WHAT THE TASK ASKS: Please return every line of the records that contains the word "suffix".

+ + + + + + +

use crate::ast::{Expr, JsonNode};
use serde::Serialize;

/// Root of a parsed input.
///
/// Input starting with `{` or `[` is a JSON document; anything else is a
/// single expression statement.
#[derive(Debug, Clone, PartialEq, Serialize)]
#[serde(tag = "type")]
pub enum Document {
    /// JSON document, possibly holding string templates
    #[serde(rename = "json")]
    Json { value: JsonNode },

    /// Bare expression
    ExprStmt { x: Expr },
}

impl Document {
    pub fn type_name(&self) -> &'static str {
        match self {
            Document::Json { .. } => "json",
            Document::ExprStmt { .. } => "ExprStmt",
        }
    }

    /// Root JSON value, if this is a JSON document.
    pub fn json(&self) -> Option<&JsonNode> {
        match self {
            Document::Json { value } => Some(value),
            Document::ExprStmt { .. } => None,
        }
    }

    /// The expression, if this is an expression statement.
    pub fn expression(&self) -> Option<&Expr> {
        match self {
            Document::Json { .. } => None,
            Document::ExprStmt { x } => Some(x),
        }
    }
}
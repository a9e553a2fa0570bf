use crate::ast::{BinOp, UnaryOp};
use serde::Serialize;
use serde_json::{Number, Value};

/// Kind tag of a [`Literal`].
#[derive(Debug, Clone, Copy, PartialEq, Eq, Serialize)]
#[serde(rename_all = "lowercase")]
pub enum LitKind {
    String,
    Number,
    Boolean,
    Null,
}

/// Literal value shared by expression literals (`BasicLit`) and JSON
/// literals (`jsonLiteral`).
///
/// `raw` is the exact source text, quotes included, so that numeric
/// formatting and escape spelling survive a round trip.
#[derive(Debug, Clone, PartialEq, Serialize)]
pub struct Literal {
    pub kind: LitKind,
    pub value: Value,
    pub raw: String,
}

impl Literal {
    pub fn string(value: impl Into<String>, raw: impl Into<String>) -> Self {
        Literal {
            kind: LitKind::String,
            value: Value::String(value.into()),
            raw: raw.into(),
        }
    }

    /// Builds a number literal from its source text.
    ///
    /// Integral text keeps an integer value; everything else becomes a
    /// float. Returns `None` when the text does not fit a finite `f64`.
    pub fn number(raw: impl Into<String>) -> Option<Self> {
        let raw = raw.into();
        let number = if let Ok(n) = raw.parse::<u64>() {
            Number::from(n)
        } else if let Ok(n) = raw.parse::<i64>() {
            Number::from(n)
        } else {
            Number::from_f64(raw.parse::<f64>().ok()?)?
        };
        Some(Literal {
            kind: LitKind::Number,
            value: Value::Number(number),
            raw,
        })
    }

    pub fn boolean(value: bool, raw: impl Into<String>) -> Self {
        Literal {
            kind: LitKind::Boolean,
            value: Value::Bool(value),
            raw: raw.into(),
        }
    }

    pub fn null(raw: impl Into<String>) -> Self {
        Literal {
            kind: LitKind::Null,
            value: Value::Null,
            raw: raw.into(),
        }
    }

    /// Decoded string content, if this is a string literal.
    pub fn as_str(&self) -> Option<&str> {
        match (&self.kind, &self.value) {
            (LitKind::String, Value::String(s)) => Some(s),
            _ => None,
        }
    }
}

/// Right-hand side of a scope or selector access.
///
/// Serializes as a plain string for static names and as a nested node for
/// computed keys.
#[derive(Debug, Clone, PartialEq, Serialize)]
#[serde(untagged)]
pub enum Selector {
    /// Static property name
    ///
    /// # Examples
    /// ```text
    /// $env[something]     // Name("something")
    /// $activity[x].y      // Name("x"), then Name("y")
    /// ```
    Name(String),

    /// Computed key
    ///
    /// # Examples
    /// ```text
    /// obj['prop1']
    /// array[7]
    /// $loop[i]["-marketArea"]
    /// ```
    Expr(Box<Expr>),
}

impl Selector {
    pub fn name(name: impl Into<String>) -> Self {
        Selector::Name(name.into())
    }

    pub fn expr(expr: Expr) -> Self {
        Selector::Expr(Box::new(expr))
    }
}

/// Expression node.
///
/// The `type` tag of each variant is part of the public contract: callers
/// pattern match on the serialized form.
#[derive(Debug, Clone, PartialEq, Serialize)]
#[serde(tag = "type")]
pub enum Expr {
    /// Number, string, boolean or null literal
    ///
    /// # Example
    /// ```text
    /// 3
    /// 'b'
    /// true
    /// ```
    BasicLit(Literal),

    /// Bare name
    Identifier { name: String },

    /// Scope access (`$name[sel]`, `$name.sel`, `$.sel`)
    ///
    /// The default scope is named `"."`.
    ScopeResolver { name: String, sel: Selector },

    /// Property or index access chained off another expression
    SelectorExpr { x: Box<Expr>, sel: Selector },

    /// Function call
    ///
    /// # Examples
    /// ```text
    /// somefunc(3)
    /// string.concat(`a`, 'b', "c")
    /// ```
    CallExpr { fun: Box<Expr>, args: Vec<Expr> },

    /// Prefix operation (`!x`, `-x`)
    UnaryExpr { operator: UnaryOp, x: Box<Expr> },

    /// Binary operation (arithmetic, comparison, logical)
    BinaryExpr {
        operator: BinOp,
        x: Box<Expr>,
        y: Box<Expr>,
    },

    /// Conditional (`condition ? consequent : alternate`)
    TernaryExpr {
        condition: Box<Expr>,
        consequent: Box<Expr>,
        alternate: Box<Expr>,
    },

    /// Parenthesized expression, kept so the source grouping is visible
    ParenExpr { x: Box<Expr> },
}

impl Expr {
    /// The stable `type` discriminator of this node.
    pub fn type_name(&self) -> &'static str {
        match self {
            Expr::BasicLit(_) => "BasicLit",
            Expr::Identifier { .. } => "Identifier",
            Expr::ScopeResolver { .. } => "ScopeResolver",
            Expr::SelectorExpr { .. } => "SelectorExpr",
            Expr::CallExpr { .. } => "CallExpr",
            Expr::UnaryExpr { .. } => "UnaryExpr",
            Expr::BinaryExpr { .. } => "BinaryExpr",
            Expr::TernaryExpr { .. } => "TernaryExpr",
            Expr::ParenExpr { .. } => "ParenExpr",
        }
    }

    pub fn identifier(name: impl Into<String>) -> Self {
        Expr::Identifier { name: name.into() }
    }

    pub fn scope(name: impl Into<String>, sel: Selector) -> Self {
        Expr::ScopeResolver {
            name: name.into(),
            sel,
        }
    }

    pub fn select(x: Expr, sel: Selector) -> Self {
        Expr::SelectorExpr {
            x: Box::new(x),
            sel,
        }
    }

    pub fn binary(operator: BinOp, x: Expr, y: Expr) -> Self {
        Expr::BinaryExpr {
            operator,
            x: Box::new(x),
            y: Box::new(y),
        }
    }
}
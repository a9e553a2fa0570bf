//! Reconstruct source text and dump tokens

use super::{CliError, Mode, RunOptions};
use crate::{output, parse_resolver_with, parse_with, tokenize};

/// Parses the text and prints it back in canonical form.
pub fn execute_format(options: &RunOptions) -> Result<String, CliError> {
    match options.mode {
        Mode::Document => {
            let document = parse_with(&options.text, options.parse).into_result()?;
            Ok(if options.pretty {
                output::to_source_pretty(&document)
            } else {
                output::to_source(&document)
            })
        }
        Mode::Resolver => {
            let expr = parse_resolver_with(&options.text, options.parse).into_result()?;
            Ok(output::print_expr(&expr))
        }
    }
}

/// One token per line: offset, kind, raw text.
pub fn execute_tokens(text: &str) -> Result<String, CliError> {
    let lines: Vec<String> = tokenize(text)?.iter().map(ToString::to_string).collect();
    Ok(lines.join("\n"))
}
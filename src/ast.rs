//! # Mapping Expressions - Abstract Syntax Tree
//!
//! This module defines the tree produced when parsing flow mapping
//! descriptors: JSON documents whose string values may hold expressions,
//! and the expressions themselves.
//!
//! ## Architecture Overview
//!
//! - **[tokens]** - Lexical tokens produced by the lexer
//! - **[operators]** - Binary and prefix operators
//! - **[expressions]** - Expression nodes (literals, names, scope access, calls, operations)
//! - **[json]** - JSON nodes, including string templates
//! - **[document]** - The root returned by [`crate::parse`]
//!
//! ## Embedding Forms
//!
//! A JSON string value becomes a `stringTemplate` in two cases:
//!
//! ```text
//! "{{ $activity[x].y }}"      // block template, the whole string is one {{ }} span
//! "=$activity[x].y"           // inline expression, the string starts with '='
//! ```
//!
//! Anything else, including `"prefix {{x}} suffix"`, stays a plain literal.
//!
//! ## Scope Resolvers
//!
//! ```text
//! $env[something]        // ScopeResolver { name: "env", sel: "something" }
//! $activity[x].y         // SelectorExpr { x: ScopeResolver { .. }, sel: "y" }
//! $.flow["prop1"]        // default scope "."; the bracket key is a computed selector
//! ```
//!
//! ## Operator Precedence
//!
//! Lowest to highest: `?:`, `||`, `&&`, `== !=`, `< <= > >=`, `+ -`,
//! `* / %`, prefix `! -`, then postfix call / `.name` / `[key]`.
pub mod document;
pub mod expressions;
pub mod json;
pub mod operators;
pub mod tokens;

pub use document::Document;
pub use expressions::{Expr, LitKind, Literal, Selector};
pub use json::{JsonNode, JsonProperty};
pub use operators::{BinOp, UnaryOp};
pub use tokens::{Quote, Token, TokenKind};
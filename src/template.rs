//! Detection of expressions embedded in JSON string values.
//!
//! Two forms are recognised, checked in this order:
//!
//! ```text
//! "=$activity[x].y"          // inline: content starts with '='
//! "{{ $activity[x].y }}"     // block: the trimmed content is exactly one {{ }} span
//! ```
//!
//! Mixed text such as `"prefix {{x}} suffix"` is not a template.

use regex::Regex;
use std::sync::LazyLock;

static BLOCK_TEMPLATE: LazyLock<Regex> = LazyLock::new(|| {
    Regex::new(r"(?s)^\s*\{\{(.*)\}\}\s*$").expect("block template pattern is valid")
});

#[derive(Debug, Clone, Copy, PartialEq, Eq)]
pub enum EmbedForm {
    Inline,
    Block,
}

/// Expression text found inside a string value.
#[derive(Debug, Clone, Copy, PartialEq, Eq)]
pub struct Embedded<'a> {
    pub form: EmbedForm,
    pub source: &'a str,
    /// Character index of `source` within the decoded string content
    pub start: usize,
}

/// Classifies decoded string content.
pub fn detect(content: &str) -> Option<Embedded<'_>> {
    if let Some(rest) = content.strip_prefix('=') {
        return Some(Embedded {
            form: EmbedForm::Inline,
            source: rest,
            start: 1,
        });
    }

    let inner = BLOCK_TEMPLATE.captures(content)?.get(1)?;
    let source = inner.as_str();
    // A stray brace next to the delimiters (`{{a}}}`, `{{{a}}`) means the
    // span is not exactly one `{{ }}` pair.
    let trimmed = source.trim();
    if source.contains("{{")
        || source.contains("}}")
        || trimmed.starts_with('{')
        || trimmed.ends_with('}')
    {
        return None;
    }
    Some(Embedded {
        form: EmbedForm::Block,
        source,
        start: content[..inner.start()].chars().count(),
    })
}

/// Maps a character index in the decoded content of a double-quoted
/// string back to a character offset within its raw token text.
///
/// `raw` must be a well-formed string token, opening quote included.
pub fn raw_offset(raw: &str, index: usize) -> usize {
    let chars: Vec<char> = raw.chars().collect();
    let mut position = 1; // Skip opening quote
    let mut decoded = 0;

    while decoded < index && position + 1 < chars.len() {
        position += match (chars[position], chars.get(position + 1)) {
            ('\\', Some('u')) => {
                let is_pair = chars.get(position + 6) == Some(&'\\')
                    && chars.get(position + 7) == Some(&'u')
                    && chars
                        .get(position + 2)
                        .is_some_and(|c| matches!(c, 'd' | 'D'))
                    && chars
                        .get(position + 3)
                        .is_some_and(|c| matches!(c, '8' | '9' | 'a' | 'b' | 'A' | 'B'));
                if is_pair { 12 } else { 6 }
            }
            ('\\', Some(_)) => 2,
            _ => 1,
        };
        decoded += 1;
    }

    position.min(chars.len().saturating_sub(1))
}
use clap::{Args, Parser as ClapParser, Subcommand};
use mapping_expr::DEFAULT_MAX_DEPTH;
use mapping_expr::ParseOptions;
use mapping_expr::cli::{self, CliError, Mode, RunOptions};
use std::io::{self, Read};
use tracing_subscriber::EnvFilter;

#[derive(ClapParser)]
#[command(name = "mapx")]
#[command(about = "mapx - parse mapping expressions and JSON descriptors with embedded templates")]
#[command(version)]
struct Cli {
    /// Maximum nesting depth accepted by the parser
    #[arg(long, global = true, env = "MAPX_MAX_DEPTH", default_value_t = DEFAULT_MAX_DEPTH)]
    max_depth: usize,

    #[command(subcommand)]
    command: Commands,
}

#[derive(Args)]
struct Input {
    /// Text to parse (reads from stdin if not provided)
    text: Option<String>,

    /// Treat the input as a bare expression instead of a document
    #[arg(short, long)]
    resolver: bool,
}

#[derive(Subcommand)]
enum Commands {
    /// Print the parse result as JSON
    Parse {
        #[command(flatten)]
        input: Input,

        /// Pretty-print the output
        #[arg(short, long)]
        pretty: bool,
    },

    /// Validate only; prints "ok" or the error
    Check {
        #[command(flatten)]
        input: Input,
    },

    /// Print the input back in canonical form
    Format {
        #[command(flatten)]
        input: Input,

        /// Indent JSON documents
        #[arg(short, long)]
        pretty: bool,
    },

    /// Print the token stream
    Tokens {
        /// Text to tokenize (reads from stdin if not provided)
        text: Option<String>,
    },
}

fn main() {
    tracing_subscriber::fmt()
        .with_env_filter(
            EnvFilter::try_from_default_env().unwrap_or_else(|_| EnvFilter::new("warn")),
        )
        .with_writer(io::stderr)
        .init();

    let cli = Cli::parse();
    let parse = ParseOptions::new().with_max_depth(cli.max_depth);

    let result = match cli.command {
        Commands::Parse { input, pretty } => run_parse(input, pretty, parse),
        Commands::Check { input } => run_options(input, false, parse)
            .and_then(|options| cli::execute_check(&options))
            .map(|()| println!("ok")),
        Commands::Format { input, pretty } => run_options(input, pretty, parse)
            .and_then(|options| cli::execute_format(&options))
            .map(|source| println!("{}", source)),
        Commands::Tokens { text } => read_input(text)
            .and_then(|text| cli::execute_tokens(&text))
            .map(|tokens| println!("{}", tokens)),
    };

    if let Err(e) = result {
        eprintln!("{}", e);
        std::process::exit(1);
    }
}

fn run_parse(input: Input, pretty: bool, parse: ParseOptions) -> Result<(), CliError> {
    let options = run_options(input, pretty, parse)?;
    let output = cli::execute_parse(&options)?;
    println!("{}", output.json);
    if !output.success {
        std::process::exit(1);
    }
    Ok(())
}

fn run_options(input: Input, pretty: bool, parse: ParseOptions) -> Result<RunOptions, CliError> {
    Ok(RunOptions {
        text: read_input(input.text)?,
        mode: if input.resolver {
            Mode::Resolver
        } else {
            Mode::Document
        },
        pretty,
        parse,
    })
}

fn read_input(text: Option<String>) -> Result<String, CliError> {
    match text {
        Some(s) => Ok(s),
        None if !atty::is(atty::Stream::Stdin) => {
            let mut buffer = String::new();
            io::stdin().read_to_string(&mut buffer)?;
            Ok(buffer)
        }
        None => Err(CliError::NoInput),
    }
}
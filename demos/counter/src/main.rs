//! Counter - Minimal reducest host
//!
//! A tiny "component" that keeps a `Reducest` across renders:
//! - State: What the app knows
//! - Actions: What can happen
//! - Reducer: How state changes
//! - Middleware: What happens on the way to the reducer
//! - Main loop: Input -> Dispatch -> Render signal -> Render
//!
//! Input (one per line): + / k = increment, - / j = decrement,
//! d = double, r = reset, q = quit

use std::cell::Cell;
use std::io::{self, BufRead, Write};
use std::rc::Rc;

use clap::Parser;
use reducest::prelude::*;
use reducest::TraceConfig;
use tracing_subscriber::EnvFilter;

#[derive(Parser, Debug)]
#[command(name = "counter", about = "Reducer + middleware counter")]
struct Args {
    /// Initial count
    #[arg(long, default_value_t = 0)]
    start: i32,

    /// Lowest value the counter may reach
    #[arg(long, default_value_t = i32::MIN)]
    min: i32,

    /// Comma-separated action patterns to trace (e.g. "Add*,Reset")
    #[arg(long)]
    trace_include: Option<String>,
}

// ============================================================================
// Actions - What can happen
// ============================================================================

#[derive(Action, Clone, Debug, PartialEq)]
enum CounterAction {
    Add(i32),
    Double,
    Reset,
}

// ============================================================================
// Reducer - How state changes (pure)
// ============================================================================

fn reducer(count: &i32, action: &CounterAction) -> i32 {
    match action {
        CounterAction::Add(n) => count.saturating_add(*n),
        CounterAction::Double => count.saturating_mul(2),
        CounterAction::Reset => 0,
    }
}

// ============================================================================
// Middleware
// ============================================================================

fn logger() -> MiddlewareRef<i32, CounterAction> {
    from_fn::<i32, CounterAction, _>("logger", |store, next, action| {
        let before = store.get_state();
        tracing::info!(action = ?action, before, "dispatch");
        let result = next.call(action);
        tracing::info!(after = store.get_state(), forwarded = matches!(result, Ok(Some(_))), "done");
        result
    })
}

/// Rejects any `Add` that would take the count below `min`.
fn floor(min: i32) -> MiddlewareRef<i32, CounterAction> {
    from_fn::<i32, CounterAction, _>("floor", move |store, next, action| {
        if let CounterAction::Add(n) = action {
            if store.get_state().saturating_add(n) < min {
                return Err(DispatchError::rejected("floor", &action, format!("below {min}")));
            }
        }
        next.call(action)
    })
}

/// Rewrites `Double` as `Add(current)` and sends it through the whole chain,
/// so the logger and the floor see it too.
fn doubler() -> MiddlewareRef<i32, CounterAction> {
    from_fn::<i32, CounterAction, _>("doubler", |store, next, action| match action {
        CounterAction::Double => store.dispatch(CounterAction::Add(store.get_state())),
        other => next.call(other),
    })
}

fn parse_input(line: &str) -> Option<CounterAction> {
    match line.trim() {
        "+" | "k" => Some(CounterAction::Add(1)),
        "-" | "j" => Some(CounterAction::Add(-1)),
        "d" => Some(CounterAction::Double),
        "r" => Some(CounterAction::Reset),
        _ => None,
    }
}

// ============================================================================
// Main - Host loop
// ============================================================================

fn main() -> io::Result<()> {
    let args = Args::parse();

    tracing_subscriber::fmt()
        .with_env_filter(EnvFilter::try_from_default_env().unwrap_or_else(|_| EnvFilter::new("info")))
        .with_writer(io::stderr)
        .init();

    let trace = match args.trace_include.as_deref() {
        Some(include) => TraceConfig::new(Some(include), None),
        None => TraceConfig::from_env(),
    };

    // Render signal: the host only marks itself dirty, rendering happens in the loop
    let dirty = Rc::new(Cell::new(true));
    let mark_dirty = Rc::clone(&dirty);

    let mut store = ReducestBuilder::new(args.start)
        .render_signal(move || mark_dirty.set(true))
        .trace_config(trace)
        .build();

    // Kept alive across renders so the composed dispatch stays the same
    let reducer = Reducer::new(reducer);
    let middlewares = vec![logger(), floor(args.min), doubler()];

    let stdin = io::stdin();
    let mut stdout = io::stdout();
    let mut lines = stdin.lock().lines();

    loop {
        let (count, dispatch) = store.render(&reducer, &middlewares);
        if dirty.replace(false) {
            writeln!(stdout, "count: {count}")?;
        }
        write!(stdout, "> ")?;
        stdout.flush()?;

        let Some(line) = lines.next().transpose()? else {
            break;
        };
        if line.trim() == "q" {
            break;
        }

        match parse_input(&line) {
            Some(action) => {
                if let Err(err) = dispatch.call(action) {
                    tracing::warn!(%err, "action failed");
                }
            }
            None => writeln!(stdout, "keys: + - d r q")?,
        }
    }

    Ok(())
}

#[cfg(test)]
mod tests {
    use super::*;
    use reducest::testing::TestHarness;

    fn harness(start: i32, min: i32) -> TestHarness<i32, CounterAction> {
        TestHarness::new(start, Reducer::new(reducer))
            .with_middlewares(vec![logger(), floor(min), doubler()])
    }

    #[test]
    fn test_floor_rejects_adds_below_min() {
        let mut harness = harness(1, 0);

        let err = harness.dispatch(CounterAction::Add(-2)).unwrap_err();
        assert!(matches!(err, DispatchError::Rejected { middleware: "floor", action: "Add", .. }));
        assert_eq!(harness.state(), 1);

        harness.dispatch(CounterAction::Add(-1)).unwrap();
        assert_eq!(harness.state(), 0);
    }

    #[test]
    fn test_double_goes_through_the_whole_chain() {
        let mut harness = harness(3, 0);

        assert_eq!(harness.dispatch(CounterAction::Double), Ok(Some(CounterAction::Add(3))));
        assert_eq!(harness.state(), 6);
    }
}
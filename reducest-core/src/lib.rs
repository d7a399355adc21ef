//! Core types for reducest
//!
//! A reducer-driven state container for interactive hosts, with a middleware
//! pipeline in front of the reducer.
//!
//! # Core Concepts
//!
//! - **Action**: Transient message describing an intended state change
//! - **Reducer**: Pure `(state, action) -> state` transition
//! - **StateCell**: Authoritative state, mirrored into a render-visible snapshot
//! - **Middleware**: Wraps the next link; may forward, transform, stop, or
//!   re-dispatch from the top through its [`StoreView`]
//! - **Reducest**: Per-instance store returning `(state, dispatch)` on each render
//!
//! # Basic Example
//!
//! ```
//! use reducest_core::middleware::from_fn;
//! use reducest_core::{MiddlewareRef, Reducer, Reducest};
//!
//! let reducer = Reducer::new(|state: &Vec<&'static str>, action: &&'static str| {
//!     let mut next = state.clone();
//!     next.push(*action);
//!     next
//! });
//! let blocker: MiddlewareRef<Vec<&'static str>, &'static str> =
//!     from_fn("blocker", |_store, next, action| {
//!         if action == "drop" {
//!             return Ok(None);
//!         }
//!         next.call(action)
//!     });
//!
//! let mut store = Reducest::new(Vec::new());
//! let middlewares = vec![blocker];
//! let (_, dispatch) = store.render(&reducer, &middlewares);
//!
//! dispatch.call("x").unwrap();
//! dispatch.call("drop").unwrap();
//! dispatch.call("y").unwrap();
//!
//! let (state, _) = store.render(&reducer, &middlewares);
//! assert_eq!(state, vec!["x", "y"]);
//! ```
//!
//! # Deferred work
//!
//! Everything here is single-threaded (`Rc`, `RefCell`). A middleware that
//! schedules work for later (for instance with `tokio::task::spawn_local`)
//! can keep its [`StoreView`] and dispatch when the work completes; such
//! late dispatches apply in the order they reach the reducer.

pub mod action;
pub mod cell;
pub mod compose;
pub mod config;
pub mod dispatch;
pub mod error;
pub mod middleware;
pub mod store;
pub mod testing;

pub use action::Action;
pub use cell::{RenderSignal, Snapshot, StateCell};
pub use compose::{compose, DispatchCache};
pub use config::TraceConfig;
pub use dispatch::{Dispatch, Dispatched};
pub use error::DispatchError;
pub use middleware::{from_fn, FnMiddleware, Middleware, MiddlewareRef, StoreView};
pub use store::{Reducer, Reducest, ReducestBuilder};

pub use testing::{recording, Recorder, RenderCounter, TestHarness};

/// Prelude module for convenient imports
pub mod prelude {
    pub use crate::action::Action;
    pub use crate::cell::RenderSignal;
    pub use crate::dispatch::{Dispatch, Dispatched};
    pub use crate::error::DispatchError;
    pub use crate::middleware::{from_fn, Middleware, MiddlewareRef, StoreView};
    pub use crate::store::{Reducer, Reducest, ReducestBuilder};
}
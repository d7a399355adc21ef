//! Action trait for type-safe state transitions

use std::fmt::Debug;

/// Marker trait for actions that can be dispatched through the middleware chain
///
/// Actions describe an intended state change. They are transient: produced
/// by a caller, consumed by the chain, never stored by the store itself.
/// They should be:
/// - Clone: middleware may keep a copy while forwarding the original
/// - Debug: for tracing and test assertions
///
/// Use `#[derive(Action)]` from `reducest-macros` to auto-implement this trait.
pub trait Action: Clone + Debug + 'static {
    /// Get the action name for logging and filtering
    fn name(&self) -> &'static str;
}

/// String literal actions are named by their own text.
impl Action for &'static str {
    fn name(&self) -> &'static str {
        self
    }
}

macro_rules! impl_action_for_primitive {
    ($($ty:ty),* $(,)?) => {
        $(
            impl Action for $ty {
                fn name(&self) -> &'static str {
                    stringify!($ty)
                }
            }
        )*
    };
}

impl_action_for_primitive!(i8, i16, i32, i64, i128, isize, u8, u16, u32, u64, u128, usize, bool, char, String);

+ + + + + + +

ANSWER AREA:
//! Anything else, including `"prefix {{x}} suffix"`, stays a plain literal.
//! Mixed text such as `"prefix {{x}} suffix"` is not a template.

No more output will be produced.